The Swan House was built in 1928 for Edward and Emily Inman in Atlanta, Georgia. The Inmans had accumulated wealth from cotton brokerage and investments in transportation, banking and real estate. After their house in Ansley Park burned in 1924, the Inmans commissioned the Atlanta architectural firm of Hentz, Reid and Adler to design a new house in on 28 acres (110,000 m2) in Buckhead, a northern Atlanta community. The new mansion's design was executed by Philip Trammell Shutze, combining Renaissance revival styles with a Classical approach on the main facade. The rear facade is less formal, and is sited at the top of a small hill with terraced gardens and a fountain cascading down the hillside. A recurring motif are sculpted or painted swans throughout the house and grounds.

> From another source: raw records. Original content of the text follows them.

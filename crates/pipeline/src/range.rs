// SPDX-License-Identifier: Apache-2.0

//! The range selector stage.
//!
//! A transparent transform over a batch stream that delivers only the rows
//! whose absolute index falls in `[offset, offset + limit)`, or
//! `[offset, ∞)` when the limit is zero. Row projection is zero-copy:
//! batches fully inside the range pass through untouched, partial overlaps
//! are sliced, and batches outside the range are dropped.

use crate::error::Error;
use crate::pipeline::PumpHandle;
use crate::stage::{
    BatchConsumer, Consumer, DataInterface, Producer, Stage, already_bound, binding_error,
};
use arrow_array::RecordBatch;
use arrow_schema::SchemaRef;
use std::cell::RefCell;
use std::rc::Rc;

/// Selects a row range out of a batch stream.
pub struct RangeSelector {
    offset: u64,
    limit: u64,
    seen: u64,
    consumer: Option<Rc<RefCell<dyn BatchConsumer>>>,
    scheduler: Option<PumpHandle>,
    done: bool,
}

impl RangeSelector {
    /// Creates a selector for `[offset, offset + limit)`; a zero limit
    /// keeps everything from `offset` on.
    #[must_use]
    pub fn new(offset: u64, limit: u64) -> Self {
        RangeSelector {
            offset,
            limit,
            seen: 0,
            consumer: None,
            scheduler: None,
            done: false,
        }
    }

    /// End of the selected range, exclusive; `None` when unbounded.
    fn range_end(&self) -> Option<u64> {
        if self.limit == 0 {
            None
        } else {
            Some(self.offset + self.limit)
        }
    }
}

impl Stage for RangeSelector {
    fn name(&self) -> &'static str {
        "range-selector"
    }

    fn data_interface(&self) -> Option<DataInterface> {
        Some(DataInterface::BatchStream)
    }

    fn output_interface(&self) -> Option<DataInterface> {
        Some(DataInterface::BatchStream)
    }

    fn connect(&mut self, scheduler: PumpHandle) {
        self.scheduler = Some(scheduler);
    }

    fn is_ready(&self) -> bool {
        !self.done
            && self
                .consumer
                .as_ref()
                .is_some_and(|consumer| consumer.borrow().is_ready())
    }

    fn is_done(&self) -> bool {
        self.done
    }

    fn close(&mut self) {
        self.done = true;
    }
}

impl Producer for RangeSelector {
    fn bind(&mut self, consumer: Consumer) -> Result<(), Error> {
        if self.consumer.is_some() {
            return Err(already_bound(self.name()));
        }
        match consumer {
            Consumer::Batch(consumer) => {
                self.consumer = Some(consumer);
                Ok(())
            }
            other => Err(binding_error(
                self.name(),
                DataInterface::BatchStream,
                other.interface(),
            )),
        }
    }
}

impl BatchConsumer for RangeSelector {
    fn on_start(&mut self, schema: SchemaRef) {
        if let Some(consumer) = self.consumer.clone() {
            consumer.borrow_mut().on_start(schema);
        }
    }

    fn on_batch(&mut self, batch: RecordBatch) {
        if self.done {
            tracing::warn!(stage = self.name(), "dropping batch delivered after done");
            return;
        }
        let rows = batch.num_rows() as u64;
        let batch_start = self.seen;
        let batch_end = batch_start + rows;
        self.seen = batch_end;

        let select_start = self.offset.max(batch_start);
        let select_end = match self.range_end() {
            Some(end) => end.min(batch_end),
            None => batch_end,
        };
        if select_start >= select_end {
            return;
        }

        let selected = if select_start == batch_start && select_end == batch_end {
            batch
        } else {
            let slice_offset = (select_start - batch_start) as usize;
            let slice_len = (select_end - select_start) as usize;
            batch.slice(slice_offset, slice_len)
        };

        if let Some(consumer) = self.consumer.clone() {
            consumer.borrow_mut().on_batch(selected);
        }
    }

    fn on_complete(&mut self) {
        if self.done {
            return;
        }
        self.done = true;
        if let Some(consumer) = self.consumer.clone() {
            consumer.borrow_mut().on_complete();
        }
    }

    fn on_error(&mut self, error: Error) {
        self.done = true;
        if let Some(scheduler) = &self.scheduler {
            if error.is_regular() {
                scheduler.report_regular_error(error);
            } else {
                scheduler.report_unhandled_error(error);
            }
        }
    }
}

Architect Philip T. Shutze designed Swan House and its gardens, as well as many other important buildings in the city. He graduated from the Georgia Institute of Technology, Columbia School of Architecture, and the American Academy in Rome, Italy.
Edward Inman died in 1931, but Emily collected her family into the house and lived there until 1965. The house and grounds were acquired by the Atlanta Historical Society in 1966. The house is operated as part of the Atlanta History Center and is maintained as a 1920s and 1930s historic house museum, with many of the Inmans' original furnishings.